Un obstáculo educativo con efectos directos
La ampliación de las sanciones estadounidenses contra Irán ha obligado a suspender dentro del país varios exámenes indispensables para acceder a universidades extranjeras. El Educational Testing Service canceló las pruebas TOEFL y GRE, utilizadas por estudiantes que aspiran a programas de grado y posgrado en inglés. Duolingo también dejó de ofrecer su examen de dominio del idioma a ciudadanos iraníes que no puedan registrarse con documentos de otro país.
Las nuevas medidas suspendieron la Licencia General G, que permitía mantener determinados servicios educativos pese a las sanciones.

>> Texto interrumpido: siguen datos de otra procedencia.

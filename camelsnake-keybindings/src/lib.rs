//! Keybinding system for camelsnake.
//!
//! Maps user-configurable key chords to command ids. Hosts report the chord a
//! user pressed as a [`KeyEvent`] (or as a chord string) and the registry
//! returns the bound command.
//!
//! Features:
//! - Configurable key combinations (Shift+Alt+C, CmdOrCtrl+Shift+S, etc.)
//! - Dash-separated chords as used by editor keymaps (Shift-Alt-C)
//! - Platform resolution of `CmdOrCtrl`

mod matcher;
pub mod parser;
mod platform;

pub use matcher::{KeyEvent, KeybindingMatcher};
pub use parser::{KeyCombo, Modifiers, NamedKey, ParseError, ParsedKey, parse_key_combo};

use camelsnake_config::KeyBinding;
use std::collections::HashMap;

/// Registry of keybindings mapping key combinations to action names.
#[derive(Debug, Default)]
pub struct KeybindingRegistry {
    /// Map of parsed key combos to action names
    bindings: HashMap<KeyCombo, String>,
}

impl KeybindingRegistry {
    /// Create a new empty registry.
    pub fn new() -> Self {
        Self::default()
    }

    /// Build a registry from config keybindings.
    ///
    /// Invalid keybinding strings are logged and skipped. When two entries
    /// parse to the same combo, the later one wins.
    pub fn from_config(keybindings: &[KeyBinding]) -> Self {
        let mut registry = Self::new();

        log::info!(
            "Building keybinding registry from {} config keybindings",
            keybindings.len()
        );
        for binding in keybindings {
            match parser::parse_key_combo(&binding.key) {
                Ok(combo) => {
                    log::info!(
                        "Registered keybinding: {} -> {} (parsed as: {})",
                        binding.key,
                        binding.action,
                        combo
                    );
                    if let Some(previous) = registry.bindings.insert(combo, binding.action.clone())
                        && previous != binding.action
                    {
                        log::warn!(
                            "Keybinding '{}' rebound from '{}' to '{}'",
                            binding.key,
                            previous,
                            binding.action
                        );
                    }
                }
                Err(e) => {
                    log::warn!(
                        "Invalid keybinding '{}' for action '{}': {}",
                        binding.key,
                        binding.action,
                        e
                    );
                }
            }
        }

        log::info!(
            "Keybinding registry initialized with {} bindings",
            registry.bindings.len()
        );
        registry
    }

    /// Look up an action for a key event.
    ///
    /// Returns the action name if a matching keybinding is found.
    pub fn lookup(&self, event: &KeyEvent) -> Option<&str> {
        let matcher = KeybindingMatcher::from_event(event);

        self.bindings
            .iter()
            .find(|(combo, _)| matcher.matches(combo))
            .map(|(_, action)| action.as_str())
    }

    /// Look up an action for a pressed chord given as a string, e.g. "Alt+Shift+c".
    pub fn lookup_chord(&self, chord: &str) -> Result<Option<&str>, ParseError> {
        let event = KeyEvent::from_chord(chord)?;
        Ok(self.lookup(&event))
    }

    /// Combos bound to `action`, sorted by their display form.
    pub fn combos_for(&self, action: &str) -> Vec<&KeyCombo> {
        let mut combos: Vec<&KeyCombo> = self
            .bindings
            .iter()
            .filter(|(_, bound)| bound.as_str() == action)
            .map(|(combo, _)| combo)
            .collect();
        combos.sort_by_key(|combo| combo.to_string());
        combos
    }

    /// Check if the registry has any bindings.
    pub fn is_empty(&self) -> bool {
        self.bindings.is_empty()
    }

    /// Get the number of registered bindings.
    pub fn len(&self) -> usize {
        self.bindings.len()
    }
}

El ETS confirmó las cancelaciones, aunque señaló que los iraníes todavía pueden viajar al extranjero para examinarse. Duolingo indicó que la restricción afecta tanto a quienes realizan la prueba desde Irán como a quienes utilizan documentos de identidad emitidos por el Gobierno iraní fuera del país.

Para muchos estudiantes, la alternativa implica asumir gastos que resultan inalcanzables en una economía marcada por la depreciación de la moneda, la inflación, el desempleo y la escasez de combustible. Turquía y Armenia aparecen como destinos posibles, pero el transporte, el alojamiento y las tasas de examen pueden superar los ingresos anuales de familias enteras.
Los testimonios recogidos muestran que el impacto no se limita a un trámite académico. Estudiantes que llevaban meses preparándose han perdido fechas, dinero y oportunidades de admisión. Algunos consideran que las restricciones castigan precisamente a quienes buscan relacionarse con el exterior y construir una vida fuera del control político y económico iraní.
El caso de Amir resume una cadena de bloqueos: primero enfrentó la prohibición estadounidense de viajar, después la suspensión del IELTS por las restricciones bancarias y más tarde retrasos del TOEFL causados por protestas, cortes de internet y la guerra entre Estados Unidos, Israel e Irán. Cuando finalmente esperaba presentarse al examen, también fue cancelado.
Teherán sostiene que las sanciones demuestran que Washington considera objetivo a toda la población iraní. Analistas y estudiantes cuestionan, además, que estas medidas puedan modificar la conducta del Gobierno iraní. Su efecto inmediato, según los testimonios, es reducir la movilidad y las oportunidades de ciudadanos comunes, mientras los responsables políticos permanecen fuera del alcance directo de la medida.